A UK teenager has been charged with inciting riots after she used BlackBerry’s Messenger (BBM) service to encourage friends to copy the scenes of violence that had sprung up elsewhere across the country.
We reported earlier this week that RIM, the makers of BlackBerry smartphones, was engaging with police over the role its BBM service was playing in the London riots.
And as the Telegraph reports today, an 18-year old woman from Clacton, in Essex, stands accused of intentionally encouraging or assisting in the committal of an offence under the Serious Crime Act 2007, after sending a message to friends on August 8th using the messenger service.
The teenager has been bailed, and will appear at Colchester Magistrates’ Court in early September.

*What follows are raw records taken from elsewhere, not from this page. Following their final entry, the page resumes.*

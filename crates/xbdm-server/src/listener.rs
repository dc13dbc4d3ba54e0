//! The connection-accepting half of the server: binds a TCP listener and
//! runs one [`Session`] per accepted connection on its own OS thread.
//!
//! `Services`/`Dispatcher` are borrowed rather than `Arc`'d: `std::thread::scope`
//! lets every connection thread share them by reference while still proving,
//! at compile time, that none outlives the scope that owns them.

use std::io;
use std::net::{TcpListener, TcpStream, ToSocketAddrs};

use xbdm_proto::{Dispatcher, Services};
use xbdm_proto::Session;

/// Binds `addr` and serves XBDM connections until the process is killed or
/// [`Server::serve`] returns due to a fatal accept error.
pub struct Server<'a> {
    listener: TcpListener,
    dispatcher: &'a Dispatcher,
}

impl std::fmt::Debug for Server<'_> {
    fn fmt(&self, f: &mut std::fmt::Formatter<'_>) -> std::fmt::Result {
        f.debug_struct("Server")
            .field("local_addr", &self.listener.local_addr().ok())
            .finish_non_exhaustive()
    }
}

impl<'a> Server<'a> {
    pub fn bind(addr: impl ToSocketAddrs, dispatcher: &'a Dispatcher) -> io::Result<Self> {
        let listener = TcpListener::bind(addr)?;
        Ok(Self { listener, dispatcher })
    }

    pub fn local_addr(&self) -> io::Result<std::net::SocketAddr> {
        self.listener.local_addr()
    }

    /// Accepts connections forever, spawning one thread per connection. Each
    /// thread runs until its peer disconnects or a handler closes the
    /// session (`BYE`, `magicboot`, ...); a panic or I/O error in one
    /// connection thread never affects the others.
    pub fn serve(&self, services: &Services<'_>) -> io::Result<()> {
        std::thread::scope(|scope| {
            loop {
                let (stream, peer) = match self.listener.accept() {
                    Ok(pair) => pair,
                    Err(e) => {
                        log::warn!("accept failed: {e}");
                        continue;
                    }
                };
                log::info!("accepted connection from {peer}");
                scope.spawn(move || {
                    if let Err(e) = handle_connection(stream, self.dispatcher, services) {
                        log::warn!("session with {peer} ended with error: {e}");
                    } else {
                        log::info!("session with {peer} closed");
                    }
                });
            }
        })
    }

    /// Accepts and fully services exactly one connection, then returns.
    /// Used by loopback tests, which need the accept loop to terminate
    /// rather than run forever on its own thread.
    pub fn serve_one(&self, services: &Services<'_>) -> io::Result<()> {
        let (stream, peer) = self.listener.accept()?;
        log::info!("accepted connection from {peer}");
        handle_connection(stream, self.dispatcher, services).map_err(|e| io::Error::other(e.to_string()))
    }

    /// Accepts and fully services exactly `n` connections, one at a time,
    /// then returns. Used by tests that drive a one-connection-per-operation
    /// client through a known number of round trips.
    pub fn serve_n(&self, services: &Services<'_>, n: usize) -> io::Result<()> {
        for _ in 0..n {
            self.serve_one(services)?;
        }
        Ok(())
    }
}

fn handle_connection(
    stream: TcpStream,
    dispatcher: &Dispatcher,
    services: &Services<'_>,
) -> Result<(), xbdm_proto::SessionError> {
    stream.set_nodelay(true).ok();
    Session::new(stream).run(dispatcher, services)
}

This is one of the first cases in which the authorities have specifically referred to BBM as a tool in the riots, though a man from Southampton was arrested on similar charges yesterday.
In an Ofcom Communication Market Report released in early August, it found that BlackBerry handsets have 24% share of the smartphone market, but it was particularly popular with younger adults and teenagers, accounting for 37% in that demographic. Female teenagers, in particular, appear to have a preference for BlackBerry handsets, with a 44% market share. The report said:
“Anecdotal evidence suggests that this preference is driven by the BlackBerry messenger service (BBM) which offers a free alternative to texting (SMS).”
BBM offers an encrypted, closed network for people to communicate, which is why it’s thought it proved to be a popular tool for rioters and looters to organize meetups over the past week.